Bioinformatic analysis in the prefrontal and frontal cortices. Major biological functions and cellular processes most relevant to the proteins differently expressed in: (A) Flinders Sensitive Line (FSL) vs. Flinders Resistant Line (FRL), (C) FRL after maternal separation (MS), and (E) FSL after MS, as calculated by Ingenuity Pathways Analysis software. Canonical pathways most relevant to the proteins differently expressed in: (B) FSL vs. FRL, (D) FRL after MS, and (F) FSL after MS. Biological functions and canonical pathways are listed based on higher statistical significance [-log(p value)], with a threshold set at 1.3.

Figure 4.

Bioinformatic analysis in the hippocampus. Major biological functions and cellular processes most relevant to the proteins differently expressed in: (A) Flinders Sensitive Line (FSL) vs. Flinders Resistant Line (FRL), (C) FRL after maternal separation (MS), and (E) FSL after MS, as calculated by Ingenuity Pathways Analysis software. Canonical pathways most relevant to the proteins differently expressed in: (B) FSL vs.

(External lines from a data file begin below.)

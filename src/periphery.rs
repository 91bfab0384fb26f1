//! The confining periphery.
//!
//! The periphery operator and its inverse are computed once, outside of this crate,
//! and loaded as dense matrices. Each process keeps the rows belonging to its nodes.
use crate::distribution::DistributionPlan;
use crate::kernel::KernelProvider;
use crate::linalg::{from_fn, matvec, matvec_add, rows, zeros, Matrix};
use crate::traits::LocalOperator;
use crate::types::{Error, Result};
use log::info;

/// Shape of the periphery, used by the collision tests.
#[derive(Debug, Clone, Copy, PartialEq)]
pub enum PeripheryShape {
    /// Arbitrary surface without analytic collision test.
    Generic,
    /// Sphere centred at the origin.
    Spherical {
        /// Radius.
        radius: f64,
    },
}

impl PeripheryShape {
    /// Name used in error messages.
    pub fn name(&self) -> &'static str {
        match self {
            PeripheryShape::Generic => "generic periphery",
            PeripheryShape::Spherical { .. } => "spherical periphery",
        }
    }
}

/// Precomputed global periphery data.
///
/// Matrices are `3n x 3n`, stored row by row. Normals face into the fluid.
#[derive(Debug, Clone, Default)]
pub struct PeripheryPrecompute {
    node_positions: Vec<f64>,
    node_normals: Vec<f64>,
    quadrature_weights: Vec<f64>,
    m_inv: Vec<f64>,
    stresslet_plus_complementary: Vec<f64>,
}

impl PeripheryPrecompute {
    /// Validate and wrap precomputed data.
    pub fn new(
        node_positions: Vec<f64>,
        node_normals: Vec<f64>,
        quadrature_weights: Vec<f64>,
        m_inv: Vec<f64>,
        stresslet_plus_complementary: Vec<f64>,
    ) -> Result<Self> {
        let n = quadrature_weights.len();
        let check = |what: &str, len: usize, expected: usize| {
            if len == expected {
                Ok(())
            } else {
                Err(Error::MalformedPrecompute(format!(
                    "periphery {what} has {len} values, expected {expected} for {n} nodes"
                )))
            }
        };
        check("node positions", node_positions.len(), 3 * n)?;
        check("node normals", node_normals.len(), 3 * n)?;
        check("inverse operator", m_inv.len(), 9 * n * n)?;
        check(
            "stresslet operator",
            stresslet_plus_complementary.len(),
            9 * n * n,
        )?;
        Ok(Self {
            node_positions,
            node_normals,
            quadrature_weights,
            m_inv,
            stresslet_plus_complementary,
        })
    }

    /// Number of nodes.
    pub fn n_nodes(&self) -> usize {
        self.quadrature_weights.len()
    }
}

/// The locally owned part of the periphery.
pub struct Periphery {
    shape: PeripheryShape,
    plan: DistributionPlan,
    node_positions: Vec<f64>,
    node_normals: Vec<f64>,
    quadrature_weights: Vec<f64>,
    m_inv: Matrix,
    stresslet_plus_complementary: Matrix,
    rhs: Vec<f64>,
}

impl std::fmt::Debug for Periphery {
    fn fmt(&self, f: &mut std::fmt::Formatter<'_>) -> std::fmt::Result {
        write!(
            f,
            "Periphery ({}) with {} of {} nodes on rank {}",
            self.shape.name(),
            self.plan.n_nodes_local(),
            self.plan.n_nodes_global(),
            self.plan.rank()
        )
    }
}

impl Periphery {
    /// Take the rows of `precompute` owned by the rank of `plan`.
    pub fn new(
        precompute: &PeripheryPrecompute,
        shape: PeripheryShape,
        plan: DistributionPlan,
    ) -> Result<Self> {
        if plan.n_nodes_global() != precompute.n_nodes() {
            return Err(Error::MalformedPrecompute(format!(
                "distribution plan for {} nodes, precompute has {}",
                plan.n_nodes_global(),
                precompute.n_nodes()
            )));
        }
        let node_range = plan.nodes().range(plan.rank());
        let quad_range = plan.quadrature().range(plan.rank());
        let n_cols = 3 * plan.n_nodes_global();
        let local_rows = |global: &[f64]| {
            from_fn(node_range.len(), n_cols, |i, j| {
                global[(node_range.start + i) * n_cols + j]
            })
        };

        let periphery = Self {
            shape,
            node_positions: precompute.node_positions[node_range.clone()].to_vec(),
            node_normals: precompute.node_normals[node_range.clone()].to_vec(),
            quadrature_weights: precompute.quadrature_weights[quad_range].to_vec(),
            m_inv: local_rows(&precompute.m_inv),
            stresslet_plus_complementary: local_rows(&precompute.stresslet_plus_complementary),
            rhs: vec![0.0; node_range.len()],
            plan,
        };
        info!("{periphery:?}");
        Ok(periphery)
    }

    /// An empty periphery, for unconfined systems.
    pub fn empty() -> Self {
        let plan = DistributionPlan::single_process(0);
        Self {
            shape: PeripheryShape::Generic,
            plan,
            node_positions: Vec::new(),
            node_normals: Vec::new(),
            quadrature_weights: Vec::new(),
            m_inv: zeros(0, 0),
            stresslet_plus_complementary: zeros(0, 0),
            rhs: Vec::new(),
        }
    }

    /// Shape.
    pub fn shape(&self) -> &PeripheryShape {
        &self.shape
    }

    /// Distribution of the nodes.
    pub fn plan(&self) -> &DistributionPlan {
        &self.plan
    }

    /// Number of nodes on all processes.
    pub fn n_nodes_global(&self) -> usize {
        self.plan.n_nodes_global()
    }

    /// Local node positions.
    pub fn local_node_positions(&self) -> &[f64] {
        &self.node_positions
    }

    /// Local node normals.
    pub fn local_node_normals(&self) -> &[f64] {
        &self.node_normals
    }

    /// Local quadrature weights.
    pub fn local_quadrature_weights(&self) -> &[f64] {
        &self.quadrature_weights
    }

    /// Set the right hand side from the velocity at the local nodes.
    pub fn update_rhs(&mut self, v_on_shell: &[f64]) -> Result<()> {
        if v_on_shell.len() != self.rhs.len() {
            return Err(Error::SizeMismatch {
                what: "velocity on periphery",
                expected: self.rhs.len(),
                found: v_on_shell.len(),
            });
        }
        for (r, v) in self.rhs.iter_mut().zip(v_on_shell) {
            *r = -v;
        }
        Ok(())
    }

    fn check_global(&self, x: &[f64]) -> Result<()> {
        let expected = self.plan.nodes().total();
        if x.len() != expected {
            return Err(Error::SizeMismatch {
                what: "gathered periphery density",
                expected,
                found: x.len(),
            });
        }
        Ok(())
    }

    /// Velocity at `r_trg` induced by the local part of the density.
    pub fn flow(&self, kernel: &KernelProvider, r_trg: &[f64], density: &[f64]) -> Result<Vec<f64>> {
        if density.len() != self.node_positions.len() {
            return Err(Error::SizeMismatch {
                what: "periphery density",
                expected: self.node_positions.len(),
                found: density.len(),
            });
        }
        Ok(kernel.stresslet_velocity(&self.node_positions, &self.node_normals, density, r_trg))
    }
}

impl LocalOperator for Periphery {
    fn local_solution_size(&self) -> usize {
        rows(&self.m_inv)
    }

    fn local_node_count(&self) -> usize {
        self.local_solution_size() / 3
    }

    fn rhs(&self) -> Result<Vec<f64>> {
        Ok(self.rhs.clone())
    }

    fn apply_preconditioner(&self, x: &[f64]) -> Result<Vec<f64>> {
        self.check_global(x)?;
        Ok(matvec(&self.m_inv, x))
    }

    fn matvec(&self, x: &[f64], v_on_nodes: &[f64]) -> Result<Vec<f64>> {
        self.check_global(x)?;
        if v_on_nodes.len() != self.local_solution_size() {
            return Err(Error::SizeMismatch {
                what: "velocity on periphery",
                expected: self.local_solution_size(),
                found: v_on_nodes.len(),
            });
        }
        let mut y = v_on_nodes.to_vec();
        matvec_add(&self.stresslet_plus_complementary, x, &mut y);
        Ok(y)
    }
}

#[cfg(test)]
mod test {
    use super::{Periphery, PeripheryPrecompute, PeripheryShape};
    use crate::distribution::DistributionPlan;
    use crate::traits::LocalOperator;
    use crate::types::Error;
    use approx::assert_relative_eq;

    fn precompute(n: usize) -> PeripheryPrecompute {
        let size = 3 * n;
        let mut m_inv = vec![0.0; size * size];
        let mut spc = vec![0.0; size * size];
        for i in 0..size {
            m_inv[i * size + i] = 0.5;
            spc[i * size + i] = 2.0;
            spc[i * size + (i + 1) % size] = 1.0;
        }
        PeripheryPrecompute::new(
            (0..size).map(|i| i as f64).collect(),
            vec![1.0; size],
            vec![0.1; n],
            m_inv,
            spc,
        )
        .unwrap()
    }

    #[test]
    fn test_local_rows() {
        let pre = precompute(5);
        let plan = DistributionPlan::new(1, 2, 5).unwrap();
        let shell = Periphery::new(&pre, PeripheryShape::Generic, plan).unwrap();
        assert_eq!(shell.local_node_count(), 2);
        assert_eq!(shell.local_solution_size(), 6);
        assert_eq!(shell.local_node_positions(), [9.0, 10.0, 11.0, 12.0, 13.0, 14.0]);

        let x: Vec<f64> = (0..15).map(|i| i as f64).collect();
        let y = shell.matvec(&x, &[1.0; 6]).unwrap();
        for (k, v) in y.iter().enumerate() {
            let row = 9 + k;
            assert_relative_eq!(*v, 1.0 + 2.0 * row as f64 + ((row + 1) % 15) as f64);
        }
        let z = shell.apply_preconditioner(&x).unwrap();
        assert_eq!(z, [4.5, 5.0, 5.5, 6.0, 6.5, 7.0]);
        assert!(matches!(
            shell.apply_preconditioner(&x[..6]),
            Err(Error::SizeMismatch { .. })
        ));
    }

    #[test]
    fn test_rhs_is_negated_velocity() {
        let pre = precompute(2);
        let mut shell =
            Periphery::new(&pre, PeripheryShape::Generic, DistributionPlan::single_process(2))
                .unwrap();
        shell.update_rhs(&[1.0, -2.0, 0.0, 0.0, 0.0, 3.0]).unwrap();
        assert_eq!(shell.rhs().unwrap(), [-1.0, 2.0, 0.0, 0.0, 0.0, -3.0]);
    }

    #[test]
    fn test_empty_periphery() {
        let shell = Periphery::empty();
        assert_eq!(shell.local_solution_size(), 0);
        assert_eq!(shell.n_nodes_global(), 0);
        assert!(shell.apply_preconditioner(&[]).unwrap().is_empty());
        assert!(shell.matvec(&[], &[]).unwrap().is_empty());
    }

    #[test]
    fn test_malformed_precompute() {
        assert!(matches!(
            PeripheryPrecompute::new(vec![0.0; 6], vec![0.0; 6], vec![1.0; 2], vec![0.0; 35], vec![0.0; 36]),
            Err(Error::MalformedPrecompute(_))
        ));
        let plan = DistributionPlan::single_process(3);
        assert!(Periphery::new(&precompute(2), PeripheryShape::Generic, plan).is_err());
    }
}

FRL, (D) FRL after MS, and (F) FSL after MS. Biological functions and canonical pathways are listed based on higher statistical significance [-log(p value)], with a threshold set at 1.3.

Figure 5.

Significant pathway networks based on the proteins differently expressed between (A) Flinders Sensitive Line (FSL) vs. Flinders Resistant Line (FRL), (B) FRL after maternal separation (MS), and (C and D) FSL after MS, in prefrontal and frontal cortices. Protein nodes with a colored background correspond to the identified proteins in the various comparisons, while other proteins were added from the Ingenuity database. The intensity of node colors indicates the degree of upregulation (red) or downregulation (green). Fischer’s exact test was used to calculate a p-value determining the probability that each biological function assigned to that network is due to chance alone.

Figure 6.

Significant pathway networks based on the differently expressed protein between (A) Flinders Sensitive Line (FSL) vs. Flinders Resistant Line (FRL), (B and C) FRL after maternal separation (MS), and (D) FSL after MS, in the hippocampus. Protein nodes with a colored background correspond to the identified proteins in the various comparisons, while other proteins were added from the Ingenuity database. The intensity of node colors indicates the degree of upregulation (red) or downregulation (green). Fischer’s exact test was used to calculate a p-value determining the probability that each biological function assigned to that network is due to chance alone.

Figure 7.

Validation of two-dimensional gel electrophoresis results. (A) N-ethylmaleimide sensitive factor (NSF), (B) ATP synthase α, (C) aconitate hydratase, and (D) Syntaxin-binding protein 1 protein levels were analyzed in prefrontal and frontal cortices synaptosomes of Flinders Sensitive Line (FSL) and Flinders Resistant Line (FRL) after maternal separation (MS) by Western blot. Protein levels were normalized to β-actin and expressed as % relative to FSL rats. Data are presented as mean ± standard error of the mean (SEM; n = 6–8). Mann-Whitney test, *p < 0.01; **p < 0.001. (E) Dihydropyrimidinase-related protein 2 (DRP-2) protein levels were analyzed in hippocampus (HPC) synaptosomes of FRL and FSL by Western blot. Protein levels were normalized to β-actin and expressed as % relative to FRL rats. Data are presented as mean ± SEM (n = 9–12). Mann-Whitney test, **p < 0.001. (F) Synaptosomal-associated protein 25 (SNAP-25) protein levels were analyzed in HPC synaptosomes of FRL and FRL after MS by Western blot. Protein levels were normalized to β-actin and expressed as % relative to FRL rats. Data are presented as mean ± SEM (n = 10–11). Mann-Whitney test.